Dahulu, ada seorang pengusaha yang cukup berhasil di kota
ini. Ketika sang suami jatuh sakit, satu per satu pabrik mereka dijual. Harta
mereka terkuras untuk berbagai biaya pengobatan. Hingga mereka harus pindah ke
pinggiran kota dan membuka rumah makan sederhana. Sang suami pun telah tiada.

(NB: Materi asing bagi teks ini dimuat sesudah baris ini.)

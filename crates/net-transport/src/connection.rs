//! Channel-backed frame transport

use bytes::Bytes;
use tokio::sync::mpsc;
use tokio::task::AbortHandle;

/// Capacity of the frame channels on each side of an I/O task
pub const CHANNEL_CAPACITY: usize = 64;

/// Handle to a connection that carries whole frames.
///
/// Frames are sent/received via the channels, and an internal task (if
/// any) handles the actual I/O. Dropping `outgoing` asks the task to close
/// the connection gracefully; `incoming` yields `None` once the peer is gone.
pub struct FramedConnection {
    /// Send frames to the peer.
    pub outgoing: mpsc::Sender<Bytes>,
    /// Receive frames from the peer.
    pub incoming: mpsc::Receiver<Bytes>,
    /// Abort handle to stop the I/O task.
    pub(crate) abort_handle: Option<AbortHandle>,
}

impl FramedConnection {
    pub fn new(
        outgoing: mpsc::Sender<Bytes>,
        incoming: mpsc::Receiver<Bytes>,
        abort_handle: Option<AbortHandle>,
    ) -> Self {
        Self {
            outgoing,
            incoming,
            abort_handle,
        }
    }

    /// Two connections wired back to back, with no I/O task.
    pub fn pair() -> (Self, Self) {
        let (a_tx, a_rx) = mpsc::channel(CHANNEL_CAPACITY);
        let (b_tx, b_rx) = mpsc::channel(CHANNEL_CAPACITY);
        (Self::new(a_tx, b_rx, None), Self::new(b_tx, a_rx, None))
    }

    /// Tear the connection down immediately.
    pub fn close(self) {
        if let Some(handle) = self.abort_handle {
            handle.abort();
        }
    }
}

impl std::fmt::Debug for FramedConnection {
    fn fmt(&self, f: &mut std::fmt::Formatter<'_>) -> std::fmt::Result {
        f.debug_struct("FramedConnection")
            .field("closed", &self.outgoing.is_closed())
            .field("io_task", &self.abort_handle.is_some())
            .finish()
    }
}

#[cfg(test)]
mod tests {
    use super::*;

    #[tokio::test]
    async fn test_pair_is_cross_wired() {
        let (a, mut b) = FramedConnection::pair();

        a.outgoing.send(Bytes::from_static(b"ping")).await.unwrap();
        assert_eq!(b.incoming.recv().await.unwrap(), Bytes::from_static(b"ping"));

        b.outgoing.send(Bytes::from_static(b"pong")).await.unwrap();
        let FramedConnection { mut incoming, .. } = a;
        assert_eq!(incoming.recv().await.unwrap(), Bytes::from_static(b"pong"));
    }

    #[tokio::test]
    async fn test_close_is_observed_by_peer() {
        let (a, mut b) = FramedConnection::pair();
        a.close();

        assert!(b.incoming.recv().await.is_none());
        assert!(b.outgoing.send(Bytes::new()).await.is_err());
    }
}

Beberapa tahun kemudian, rumah makan itu pun harus berganti rupa menjadi warung
makan yang lebih kecil sebelah pasar. Setelah lama tak mendengar kabarnya, kini
setiap malam tampak sang istri dibantu oleh anak dan menantunya menggelar tikar
berjualan lesehan di alun-alun kota. Cucunya sudah beberapa. Orang-orang pun
masih mengenal masa lalunya yang berkelimpahan. Namun, ia tak kehilangan
senyumnya yang tegar saat meladeni para pembeli.

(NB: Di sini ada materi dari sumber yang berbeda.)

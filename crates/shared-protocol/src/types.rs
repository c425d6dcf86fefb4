//! Output and scene definitions

use serde::{Deserialize, Serialize};

/// Kind of output
#[derive(Debug, Clone, Copy, Default, PartialEq, Eq, Hash, Serialize, Deserialize)]
#[serde(rename_all = "snake_case")]
pub enum OutputType {
    LocalRecording,
    /// e.g. NDI
    LocalStream,
    RemoteStream,
    #[default]
    #[serde(other)]
    Unknown,
}

impl OutputType {
    pub fn as_str(&self) -> &'static str {
        match self {
            Self::Unknown => "unknown",
            Self::LocalRecording => "local_recording",
            Self::LocalStream => "local_stream",
            Self::RemoteStream => "remote_stream",
        }
    }
}

impl std::fmt::Display for OutputType {
    fn fmt(&self, f: &mut std::fmt::Formatter<'_>) -> std::fmt::Result {
        f.pad(self.as_str())
    }
}

/// Lifecycle state of an output
#[derive(Debug, Clone, Copy, Default, PartialEq, Eq, Hash, Serialize, Deserialize)]
#[serde(rename_all = "snake_case")]
pub enum OutputState {
    Starting,
    Active,
    Stopping,
    Stopped,
    #[default]
    #[serde(other)]
    Unknown,
}

impl OutputState {
    pub fn as_str(&self) -> &'static str {
        match self {
            Self::Unknown => "unknown",
            Self::Starting => "starting",
            Self::Active => "active",
            Self::Stopping => "stopping",
            Self::Stopped => "stopped",
        }
    }
}

impl std::fmt::Display for OutputState {
    fn fmt(&self, f: &mut std::fmt::Formatter<'_>) -> std::fmt::Result {
        f.pad(self.as_str())
    }
}

/// A recording or stream target of the streaming software
#[derive(Debug, Clone, PartialEq, Eq, Serialize, Deserialize)]
pub struct Output {
    pub id: String,
    pub name: String,
    #[serde(rename = "type")]
    pub output_type: OutputType,
    pub state: OutputState,
    /// Broadcast delay, when the software supports one
    #[serde(
        rename = "delaySeconds",
        default,
        skip_serializing_if = "Option::is_none"
    )]
    pub delay_seconds: Option<i64>,
}

/// A scene of the streaming software
#[derive(Debug, Clone, PartialEq, Eq, Serialize, Deserialize)]
pub struct Scene {
    pub id: String,
    pub name: String,
    pub active: bool,
}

Wahai ibu, bagaimana kau sedemikian kuat?
"Harapan nak! Jangan kehilangan harapan. Bukankah seorang
guru dunia pernah berujar, karena harapanlah seorang ibu menyusui anaknya.
Karena harapanlah kita menanam pohon meski kita tahu kita tak kan sempat
memetik buahnya yang ranum bertahun-tahun kemudian. Sekali kau kehilangan
harapan, kau kehilangan seluruh kekuatanmu untuk menghadapi dunia".